**ACTION ITEM:** As you look over the data below, please find each line where the word "HttpError" appears, then copy it.
+ + +
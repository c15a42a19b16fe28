// Library for tests to access modules

pub mod config;
pub mod models;
pub mod report;
pub mod timeseries;
pub mod version;
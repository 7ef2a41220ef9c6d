//! Shared fixtures for the cardmark integration suites.

use std::future::Future;
use std::pin::Pin;
use std::sync::{Arc, Mutex};

use cardmark_core::{HttpClient, HttpError, HttpRequest, HttpResponse};

/// Transport that replays one canned response and keeps every request it saw.
pub struct RecordingHttpClient {
    response: Result<HttpResponse, HttpError>,
    requests: Mutex<Vec<HttpRequest>>,
}

impl RecordingHttpClient {
    pub fn replying(response: Result<HttpResponse, HttpError>) -> Arc<Self> {
        Arc::new(Self {
            response,
            requests: Mutex::new(Vec::new()),
        })
    }

    /// A successful reply whose single candidate carries `parts` in order.
    pub fn with_text(parts: &[&str]) -> Arc<Self> {
        let parts = parts
            .iter()
            .map(|text| serde_json::json!({ "text": text }))
            .collect::<Vec<_>>();
        let body = serde_json::json!({
            "candidates": [{ "content": { "parts": parts, "role": "model" } }]
        });
        Self::replying(Ok(HttpResponse::ok_json(body.to_string())))
    }

    pub fn recorded_requests(&self) -> Vec<HttpRequest> {
        self.requests
            .lock()
            .expect("request store should not be poisoned")
            .clone()
    }
}

impl HttpClient for RecordingHttpClient {
    fn execute<'a>(
        &'a self,
        request: HttpRequest,
    ) -> Pin<Box<dyn Future<Output = Result<HttpResponse, HttpError>> + Send + 'a>> {
        self.requests
            .lock()
            .expect("request store should not be poisoned")
            .push(request);
        let response = self.response.clone();
        Box::pin(async move { response })
    }
}
use serde::{Deserialize, Serialize};

/// Price summary shown by the `stockinfo` card.
#[derive(Debug, Clone, PartialEq, Serialize, Deserialize)]
pub struct StockInfo {
    pub symbol: String,
    pub name: String,
    pub price: f64,
    pub change: f64,
    pub change_percent: f64,
    pub market_cap: String,
    pub volume: String,
    pub pe_ratio: f64,
    pub high_52w: f64,
    pub low_52w: f64,
}

/// One OHLCV point of a synthesized series.
#[derive(Debug, Clone, PartialEq, Serialize, Deserialize)]
pub struct Candle {
    /// ISO calendar date (`2024-01-05`).
    pub date: String,
    /// Axis label (`Jan 5`).
    pub label: String,
    pub open: f64,
    pub high: f64,
    pub low: f64,
    pub close: f64,
    pub volume: u64,
}

impl Candle {
    pub fn is_bullish(&self) -> bool {
        self.close > self.open
    }
}

/// Ordered candle series for a symbol, oldest first.
#[derive(Debug, Clone, PartialEq, Serialize, Deserialize)]
pub struct CandleSeries {
    pub symbol: String,
    pub candles: Vec<Candle>,
}

#[derive(Debug, Clone, PartialEq, Eq, Serialize, Deserialize)]
pub struct CompanyProfile {
    pub symbol: String,
    pub name: String,
    pub sector: String,
    pub industry: String,
    pub description: String,
    pub ceo: String,
    pub employees: String,
    pub headquarters: String,
    pub website: String,
}

/// Valuation and profitability snapshot.
#[derive(Debug, Clone, PartialEq, Serialize, Deserialize)]
pub struct Fundamentals {
    pub symbol: String,
    pub pe_ratio: f64,
    pub eps: f64,
    pub dividend_yield: f64,
    pub beta: f64,
    pub market_cap: String,
    pub revenue: String,
    pub profit_margin: f64,
    pub price_to_book: f64,
}

/// A single depth level.
///
/// `total` is the cumulative size from the touch down to this level and
/// `percent` is `total` relative to the whole side.
#[derive(Debug, Clone, PartialEq, Serialize, Deserialize)]
pub struct OrderBookLevel {
    pub price: f64,
    pub size: u64,
    pub total: u64,
    pub percent: f64,
}

/// Market depth around a reference price.
///
/// Both sides start at the touch: `asks[0]` is the lowest ask and `bids[0]`
/// the highest bid.
#[derive(Debug, Clone, PartialEq, Serialize, Deserialize)]
pub struct OrderBook {
    pub symbol: String,
    pub price: f64,
    pub asks: Vec<OrderBookLevel>,
    pub bids: Vec<OrderBookLevel>,
}

impl OrderBook {
    /// Distance between the best ask and the best bid.
    pub fn spread(&self) -> Option<f64> {
        let ask = self.asks.first()?;
        let bid = self.bids.first()?;
        Some(ask.price - bid.price)
    }
}

#[derive(Debug, Clone, Copy, PartialEq, Eq, Serialize, Deserialize)]
#[serde(rename_all = "snake_case")]
pub enum Sentiment {
    Positive,
    Negative,
    Neutral,
}

impl Sentiment {
    pub const fn as_str(self) -> &'static str {
        match self {
            Self::Positive => "positive",
            Self::Negative => "negative",
            Self::Neutral => "neutral",
        }
    }
}

#[derive(Debug, Clone, PartialEq, Eq, Serialize, Deserialize)]
pub struct NewsItem {
    pub id: String,
    pub title: String,
    pub source: String,
    pub time: String,
    pub sentiment: Sentiment,
    pub summary: String,
}

#[derive(Debug, Clone, PartialEq, Eq, Serialize, Deserialize)]
pub struct NewsFeed {
    pub symbol: String,
    pub items: Vec<NewsItem>,
}

/// Analyst consensus. The four buckets always add up to `total_analysts`.
#[derive(Debug, Clone, PartialEq, Serialize, Deserialize)]
pub struct AnalystRating {
    pub symbol: String,
    pub strong_buy: u32,
    pub buy: u32,
    pub hold: u32,
    pub sell: u32,
    pub total_analysts: u32,
    pub target_high: f64,
    pub target_low: f64,
    pub target_avg: f64,
}

impl AnalystRating {
    /// Share of `count` in the whole panel, in percent.
    pub fn share(&self, count: u32) -> f64 {
        if self.total_analysts == 0 {
            return 0.0;
        }
        f64::from(count) / f64::from(self.total_analysts) * 100.0
    }
}

#[derive(Debug, Clone, PartialEq, Serialize, Deserialize)]
pub struct EarningsQuarter {
    pub quarter: String,
    pub estimate: f64,
    pub actual: f64,
    pub surprise_percent: f64,
}

impl EarningsQuarter {
    pub fn is_beat(&self) -> bool {
        self.actual >= self.estimate
    }
}

#[derive(Debug, Clone, PartialEq, Serialize, Deserialize)]
pub struct EarningsHistory {
    pub symbol: String,
    pub quarters: Vec<EarningsQuarter>,
}

#[derive(Debug, Clone, PartialEq, Serialize, Deserialize)]
pub struct PeerStock {
    pub symbol: String,
    pub name: String,
    pub price: f64,
    pub change_percent: f64,
    pub market_cap: String,
}

#[derive(Debug, Clone, PartialEq, Serialize, Deserialize)]
pub struct PeerComparison {
    pub symbol: String,
    pub peers: Vec<PeerStock>,
}

#[cfg(test)]
mod tests {
    use super::*;

    #[test]
    fn spread_uses_touch_levels() {
        let level = |price: f64| OrderBookLevel {
            price,
            size: 100,
            total: 100,
            percent: 100.0,
        };
        let book = OrderBook {
            symbol: String::from("AAPL"),
            price: 100.0,
            asks: vec![level(100.05), level(100.15)],
            bids: vec![level(99.95), level(99.85)],
        };

        let spread = book.spread().expect("both sides present");
        assert!((spread - 0.10).abs() < 1e-9);
    }

    #[test]
    fn share_of_empty_panel_is_zero() {
        let rating = AnalystRating {
            symbol: String::from("X"),
            strong_buy: 0,
            buy: 0,
            hold: 0,
            sell: 0,
            total_analysts: 0,
            target_high: 0.0,
            target_low: 0.0,
            target_avg: 0.0,
        };
        assert_eq!(rating.share(0), 0.0);
    }

    #[test]
    fn sentiment_serializes_snake_case() {
        let json = serde_json::to_string(&Sentiment::Positive).expect("serialize");
        assert_eq!(json, "\"positive\"");
    }
}
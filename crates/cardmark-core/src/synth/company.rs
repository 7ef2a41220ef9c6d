use crate::domain::{
    AnalystRating, CompanyProfile, EarningsHistory, EarningsQuarter, Fundamentals, NewsFeed,
    NewsItem, Sentiment,
};
use crate::seed::{draw, symbol_seed};

use super::{company_name, trillions};

/// (quarter, estimate offset, actual offset) over the base EPS.
const EARNINGS_PATTERN: [(&str, f64, f64); 4] = [
    ("Q1", 0.0, 0.2),
    ("Q2", 0.1, 0.4),
    ("Q3", 0.3, 0.2),
    ("Q4", 0.5, 0.8),
];

pub fn company_profile(symbol: &str) -> CompanyProfile {
    let display = symbol.to_uppercase();
    let name = company_name(&display);

    let ceo = match display.as_str() {
        "AAPL" => "Tim Cook",
        "TSLA" => "Elon Musk",
        _ => "John Doe",
    };
    let headquarters = match display.as_str() {
        "AAPL" => "Cupertino, CA",
        _ => "USA",
    };

    CompanyProfile {
        description: format!(
            "{name} designs, manufactures, and markets smartphones, personal computers, \
             tablets, wearables, and accessories worldwide."
        ),
        website: format!("www.{}.com", display.to_lowercase()),
        symbol: display,
        name,
        sector: String::from("Technology"),
        industry: String::from("Consumer Electronics"),
        ceo: ceo.to_owned(),
        employees: String::from("164,000"),
        headquarters: headquarters.to_owned(),
    }
}

pub fn fundamentals(symbol: &str) -> Fundamentals {
    let seed = symbol_seed(symbol);

    Fundamentals {
        symbol: symbol.to_uppercase(),
        pe_ratio: (20 + seed % 30) as f64,
        eps: (3 + seed % 10) as f64,
        dividend_yield: (seed % 5) as f64 / 2.0,
        beta: 0.8 + (seed % 10) as f64 / 10.0,
        market_cap: trillions(1.0 + (seed % 100) as f64 / 10.0),
        revenue: format!("{:.1}B", (50 + seed % 200) as f64),
        profit_margin: (15 + seed % 20) as f64,
        price_to_book: (5 + seed % 20) as f64,
    }
}

pub fn news(symbol: &str) -> NewsFeed {
    let display = symbol.to_uppercase();
    let items = vec![
        NewsItem {
            id: String::from("1"),
            title: format!("{display} Reports Strong Quarterly Earnings Beat"),
            source: String::from("Finance Daily"),
            time: String::from("2 hours ago"),
            sentiment: Sentiment::Positive,
            summary: format!(
                "Analysts are optimistic after {display} posted revenue figures that exceeded \
                 Wall Street expectations by 5%."
            ),
        },
        NewsItem {
            id: String::from("2"),
            title: format!("Market Volatility Affects Tech Sector: {display} Dips Slightly"),
            source: String::from("MarketWatch"),
            time: String::from("5 hours ago"),
            sentiment: Sentiment::Neutral,
            summary: String::from(
                "The broader technology sector faced headwinds today as bond yields rose, \
                 impacting growth stocks.",
            ),
        },
        NewsItem {
            id: String::from("3"),
            title: format!("New Product Rumors Swirl Around {display}"),
            source: String::from("TechInsider"),
            time: String::from("1 day ago"),
            sentiment: Sentiment::Positive,
            summary: format!(
                "Supply chain leaks suggest {display} is ramping up production for a \
                 revolutionary new device."
            ),
        },
    ];

    NewsFeed {
        symbol: display,
        items,
    }
}

pub fn analyst_ratings(symbol: &str) -> AnalystRating {
    let seed = symbol_seed(symbol);
    let reference = (150 + seed % 100) as f64;

    let strong_buy = 10 + (draw(seed, 11) * 10.0) as u32;
    let buy = 6 + (draw(seed, 12) * 8.0) as u32;
    let hold = 4 + (draw(seed, 13) * 8.0) as u32;
    let sell = (draw(seed, 14) * 4.0) as u32;

    AnalystRating {
        symbol: symbol.to_uppercase(),
        strong_buy,
        buy,
        hold,
        sell,
        total_analysts: strong_buy + buy + hold + sell,
        target_high: reference * 1.3,
        target_low: reference * 0.85,
        target_avg: reference * 1.15,
    }
}

pub fn earnings(symbol: &str) -> EarningsHistory {
    let seed = symbol_seed(symbol);
    let base_eps = (2 + seed % 5) as f64;

    let quarters = EARNINGS_PATTERN
        .iter()
        .map(|(quarter, estimate_offset, actual_offset)| {
            let estimate = base_eps + estimate_offset;
            let actual = base_eps + actual_offset;
            EarningsQuarter {
                quarter: (*quarter).to_owned(),
                estimate,
                actual,
                surprise_percent: (actual - estimate) / estimate * 100.0,
            }
        })
        .collect();

    EarningsHistory {
        symbol: symbol.to_uppercase(),
        quarters,
    }
}
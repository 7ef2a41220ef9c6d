use cardmark_core::{DirectiveParser, Registry};
use time::{Date, OffsetDateTime};

use crate::cli::SampleArgs;
use crate::error::CliError;

use super::render::render_markdown;
use super::CommandResult;

pub fn run(args: &SampleArgs, registry: &Registry) -> Result<CommandResult, CliError> {
    let markdown = sample_report(OffsetDateTime::now_utc().date());
    if args.render {
        return render_markdown(&markdown, &DirectiveParser::default(), registry);
    }

    let data = serde_json::json!({ "markdown": markdown });
    Ok(CommandResult::ok(data, markdown))
}

/// The starter market report, dated `today`.
pub fn sample_report(today: Date) -> String {
    format!(
        "# Market Analysis Report

Welcome to the **cardmark** editor.

## Market Update
{today}

### Spotlight: Apple (AAPL)
#card stockinfo AAPL

### Order Book Depth
#card orderbook AAPL

### Analyst Consensus
Wall Street remains bullish on the stock.
#card ratings AAPL

### Earnings Performance
A look at the last 4 quarters vs expectations.
#card earnings AAPL

### Peer Comparison
How it stacks up against big tech.
#card peers AAPL

### Recent Headlines
#card news AAPL

### Technicals
#card kline AAPL 1D

"
    )
}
+ + +
**EXERCISE OUTPUT:**
use cardmark_core::{HttpClient, HttpError, HttpRequest, HttpResponse};
    response: Result<HttpResponse, HttpError>,
    pub fn replying(response: Result<HttpResponse, HttpError>) -> Arc<Self> {
    ) -> Pin<Box<dyn Future<Output = Result<HttpResponse, HttpError>> + Send + 'a>> {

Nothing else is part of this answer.